Water Molecules in a Carbon Nanotube
Confined flow at the nanoscale: watch water molecules thread through a carbon nanotube in this AIMS simulation of a system scientists have long studied.
Scientists have been studying water molecules in carbon nanotubes for many years. The following simulation shows the motions of water molecules inside a carbon nanotube.
What Is a Carbon Nanotube?
A carbon nanotube is, in essence, a single sheet of graphene — a one-atom-thick layer of carbon arranged in hexagons — rolled into a seamless cylinder. The result is a hollow tube only about a nanometer across yet potentially thousands of times longer than it is wide. These tubes are among the strongest and stiffest materials ever measured, conduct heat and electricity exceptionally well, and have become a cornerstone of nanotechnology.
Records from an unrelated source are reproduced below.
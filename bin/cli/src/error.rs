//! Error types for the command-line front end.

use std::fmt;
use std::path::PathBuf;

/// Errors surfaced to the user by a CLI command.
#[derive(Debug)]
pub enum CliError {
    /// A file could not be read.
    ReadFailed { path: PathBuf, details: String },
    /// A file could not be written.
    WriteFailed { path: PathBuf, details: String },
    /// The graph file is not a valid snapshot.
    InvalidGraph { path: PathBuf, details: String },
    /// Heuristics configuration could not be loaded.
    Config { details: String },
    /// Analysis of the graph failed.
    AnalysisFailed { details: String },
    /// The graph failed its structural check.
    ValidationFailed { details: String },
    /// Output could not be encoded.
    EncodeFailed { details: String },
}

impl fmt::Display for CliError {
    fn fmt(&self, f: &mut fmt::Formatter<'_>) -> fmt::Result {
        match self {
            Self::ReadFailed { path, details } => {
                write!(f, "failed to read '{}': {}", path.display(), details)
            }
            Self::WriteFailed { path, details } => {
                write!(f, "failed to write '{}': {}", path.display(), details)
            }
            Self::InvalidGraph { path, details } => {
                write!(f, "invalid graph in '{}': {}", path.display(), details)
            }
            Self::Config { details } => write!(f, "configuration error: {details}"),
            Self::AnalysisFailed { details } => write!(f, "analysis failed: {details}"),
            Self::ValidationFailed { details } => write!(f, "graph is invalid: {details}"),
            Self::EncodeFailed { details } => write!(f, "failed to encode output: {details}"),
        }
    }
}

impl std::error::Error for CliError {}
Water Under Extreme Confinement
Inside such a narrow channel, water behaves nothing like it does in a glass. The tube is so thin that water molecules can no longer arrange themselves freely — in the narrowest tubes they line up almost single file. Under this confinement, water can form unusual ordered structures and slip through the tube with surprisingly little friction, flowing far faster than classical physics would predict. These effects are difficult to observe directly in the lab, which is why molecular dynamics simulations have been such an important tool for studying them.
Why It Matters
Fast, confined water transport is more than a curiosity. It points toward real applications: ultra-efficient membranes for desalinating seawater, nanoscale filters, and channels that mimic the water-conducting proteins found in living cells. Watching the molecules thread through the tube in this simulation offers an intuitive feel for a phenomenon at the frontier of materials science and biology.